§ **Task item**:
When you find the line with "if self.channels >" among the records below, reproduce it and each line after it exactly, ending with the line with "if self.frames >".

§ **Source records**:
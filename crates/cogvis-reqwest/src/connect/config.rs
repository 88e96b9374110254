//! Reqwest client configuration.

use std::fmt;
use std::time::Duration;

#[cfg(feature = "config")]
use clap::Args;
use serde::{Deserialize, Serialize};
use url::Url;

/// Default timeout for HTTP requests: 30 seconds.
pub const DEFAULT_TIMEOUT_SECS: u64 = 30;

/// Region used to build the default API root.
pub const DEFAULT_REGION: &str = "westus";

/// Template of the default API root; `{region}` is replaced by the region.
pub const DEFAULT_API_ROOT_TEMPLATE: &str =
    "https://{region}.api.cognitive.microsoft.com/vision/v1.0";

/// Configuration for the vision REST client.
#[derive(Clone, Serialize, Deserialize)]
#[cfg_attr(feature = "config", derive(Args))]
pub struct ReqwestConfig {
    /// Subscription key sent in the `Ocp-Apim-Subscription-Key` header
    #[cfg_attr(
        feature = "config",
        arg(long = "subscription-key", env = "VISION_SUBSCRIPTION_KEY", hide_env_values = true)
    )]
    #[serde(skip_serializing, default)]
    pub subscription_key: String,

    /// API root, overrides the region based default
    #[cfg_attr(feature = "config", arg(long = "api-root", env = "VISION_API_ROOT"))]
    #[serde(default)]
    pub api_root: Option<String>,

    /// Region of the default API root
    #[cfg_attr(
        feature = "config",
        arg(long = "region", env = "VISION_REGION", default_value = DEFAULT_REGION)
    )]
    #[serde(default = "default_region")]
    pub region: String,

    /// HTTP request timeout in seconds
    #[cfg_attr(
        feature = "config",
        arg(long = "http-timeout", env = "HTTP_TIMEOUT", default_value = "30")
    )]
    #[serde(default = "default_timeout_secs")]
    pub http_timeout: u64,

    /// User-Agent header to send with requests
    #[cfg_attr(
        feature = "config",
        arg(long = "http-user-agent", env = "HTTP_USER_AGENT")
    )]
    #[serde(default)]
    pub user_agent: Option<String>,
}

fn default_region() -> String {
    DEFAULT_REGION.to_owned()
}

fn default_timeout_secs() -> u64 {
    DEFAULT_TIMEOUT_SECS
}

impl fmt::Debug for ReqwestConfig {
    fn fmt(&self, f: &mut fmt::Formatter<'_>) -> fmt::Result {
        f.debug_struct("ReqwestConfig")
            .field("subscription_key", &"[REDACTED]")
            .field("api_root", &self.api_root)
            .field("region", &self.region)
            .field("http_timeout", &self.http_timeout)
            .field("user_agent", &self.user_agent)
            .finish()
    }
}

impl Default for ReqwestConfig {
    fn default() -> Self {
        Self {
            subscription_key: String::new(),
            api_root: None,
            region: default_region(),
            http_timeout: default_timeout_secs(),
            user_agent: None,
        }
    }
}

impl ReqwestConfig {
    /// Create a new configuration with the given subscription key.
    pub fn new(subscription_key: impl Into<String>) -> Self {
        Self {
            subscription_key: subscription_key.into(),
            ..Self::default()
        }
    }

    /// Returns the API root without a trailing `/`.
    ///
    /// An explicit root wins over the region.
    pub fn effective_api_root(&self) -> String {
        let root = match self.api_root.as_deref() {
            Some(root) if !root.trim().is_empty() => root.trim().to_owned(),
            _ => DEFAULT_API_ROOT_TEMPLATE.replace("{region}", self.effective_region()),
        };

        root.trim_end_matches('/').to_owned()
    }

    fn effective_region(&self) -> &str {
        match self.region.trim() {
            "" => DEFAULT_REGION,
            region => region,
        }
    }

    /// Returns the effective timeout, using default if zero.
    pub fn effective_timeout(&self) -> Duration {
        if self.http_timeout == 0 {
            Duration::from_secs(DEFAULT_TIMEOUT_SECS)
        } else {
            Duration::from_secs(self.http_timeout)
        }
    }

    /// Returns the effective user agent, using default if not set.
    pub fn effective_user_agent(&self) -> String {
        self.user_agent
            .clone()
            .unwrap_or_else(Self::default_user_agent)
    }

    fn default_user_agent() -> String {
        format!("cogvis/{}", env!("CARGO_PKG_VERSION"))
    }

    /// Validates the configuration.
    ///
    /// # Errors
    ///
    /// Returns a configuration error for an empty subscription key or an API
    /// root that is not an absolute http(s) URL.
    pub fn validate(&self) -> cogvis_core::Result<()> {
        if self.subscription_key.trim().is_empty() {
            return Err(cogvis_core::Error::configuration()
                .with_message("Subscription key must not be empty")
                .with_context("VISION_SUBSCRIPTION_KEY"));
        }

        let root = self.effective_api_root();
        let url = Url::parse(&root).map_err(|e| {
            cogvis_core::Error::configuration()
                .with_message(format!("Invalid API root '{root}'"))
                .with_source(e)
        })?;

        if !matches!(url.scheme(), "http" | "https") {
            return Err(cogvis_core::Error::configuration()
                .with_message(format!("API root '{root}' must use http or https")));
        }

        Ok(())
    }

    /// Set the API root.
    #[must_use]
    pub fn with_api_root(mut self, api_root: impl Into<String>) -> Self {
        self.api_root = Some(api_root.into());
        self
    }

    /// Set the region used by the default API root.
    #[must_use]
    pub fn with_region(mut self, region: impl Into<String>) -> Self {
        self.region = region.into();
        self
    }

    /// Set the timeout in seconds.
    #[must_use]
    pub fn with_timeout(mut self, timeout_secs: u64) -> Self {
        self.http_timeout = timeout_secs;
        self
    }

    /// Set the user agent.
    #[must_use]
    pub fn with_user_agent(mut self, user_agent: impl Into<String>) -> Self {
        self.user_agent = Some(user_agent.into());
        self
    }
}
//! ImageJ hyperstack descriptions: the `key=value` lines that
//! ImageJ (and Fiji, tifffile, ...) put in the first page's
//! ImageDescription to say how flat pages fold into T, Z and C.

use std::fmt::Write;

/// Page layout of an ImageJ hyperstack. Pages are stored
/// with C varying fastest, then Z, then T.
#[derive(Debug, Clone, Copy, PartialEq, Eq)]
pub struct HyperstackLayout {
    pub frames : usize,
    pub slices : usize,
    pub channels : usize,
}

impl HyperstackLayout {
    pub fn pages(&self) -> usize {
        self.frames * self.slices * self.channels
    }

    /// The non-singleton leading axes, as `(letter, length)` in
    /// T, Z, C order.
    pub fn leading_axes(&self) -> Vec<(char, usize)> {
        [('T', self.frames), ('Z', self.slices), ('C', self.channels)]
            .into_iter()
            .filter(|&(_, len)| len > 1)
            .collect()
    }

    /// Reads the layout out of an ImageDescription. Returns `None`
    /// if the description is not ImageJ's.
    pub fn parse(description : &str) -> Option<HyperstackLayout> {
        if !description.starts_with("ImageJ=") {
            return None;
        }
        let mut layout = HyperstackLayout { frames : 1, slices : 1, channels : 1 };
        let mut images = None;
        for line in description.lines() {
            let Some((key, value)) = line.split_once('=') else { continue };
            let Ok(value) = value.trim().parse::<usize>() else { continue };
            match key.trim() {
                "images" => images = Some(value),
                "frames" => layout.frames = value.max(1),
                "slices" => layout.slices = value.max(1),
                "channels" => layout.channels = value.max(1),
                _ => (),
            }
        }
        // a plain ImageJ stack lists only `images`; those are slices
        if layout.pages() == 1 {
            if let Some(images) = images.filter(|&n| n > 1) {
                layout.slices = images;
            }
        }
        Some(layout)
    }

    /// The description ImageJ itself would write for this layout.
    pub fn describe(&self) -> String {
        let mut desc = String::from("ImageJ=1.11a\n");
        let _ = writeln!(desc, "images={}", self.pages());
        if self.channels > 1 {
            let _ = writeln!(desc, "channels={}", self.channels);
        }
        if self.slices > 1 {
            let _ = writeln!(desc, "slices={}", self.slices);
        }
        if self.frames > 1 {
            let _ = writeln!(desc, "frames={}", self.frames);
        }
        if self.leading_axes().len() > 1 {
            desc.push_str("hyperstack=true\n");
        }
        desc
    }
}

#[cfg(test)]
mod tests {
    use super::*;

    #[test]
    fn parses_hyperstack() {
        let layout = HyperstackLayout::parse(
            "ImageJ=1.54f\nimages=24\nchannels=2\nslices=12\nhyperstack=true\nmode=composite\nunit=micron\n"
        ).unwrap();
        assert_eq!(layout, HyperstackLayout { frames : 1, slices : 12, channels : 2 });
        assert_eq!(layout.leading_axes(), vec![('Z', 12), ('C', 2)]);
    }

    #[test]
    fn plain_stack_images_are_slices() {
        let layout = HyperstackLayout::parse("ImageJ=1.54f\nimages=7\n").unwrap();
        assert_eq!(layout.slices, 7);
    }

    #[test]
    fn other_descriptions_are_ignored() {
        assert!(HyperstackLayout::parse("{\"shape\": [3, 4]}").is_none());
        assert!(HyperstackLayout::parse("").is_none());
    }

    #[test]
    fn describe_parses_back() {
        let layout = HyperstackLayout { frames : 3, slices : 4, channels : 2 };
        assert_eq!(HyperstackLayout::parse(&layout.describe()), Some(layout));
    }
}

§ **Solved problem**:
        if self.channels > 1 {
            let _ = writeln!(desc, "channels={}", self.channels);
        }
        if self.slices > 1 {
            let _ = writeln!(desc, "slices={}", self.slices);
        }
        if self.frames > 1 {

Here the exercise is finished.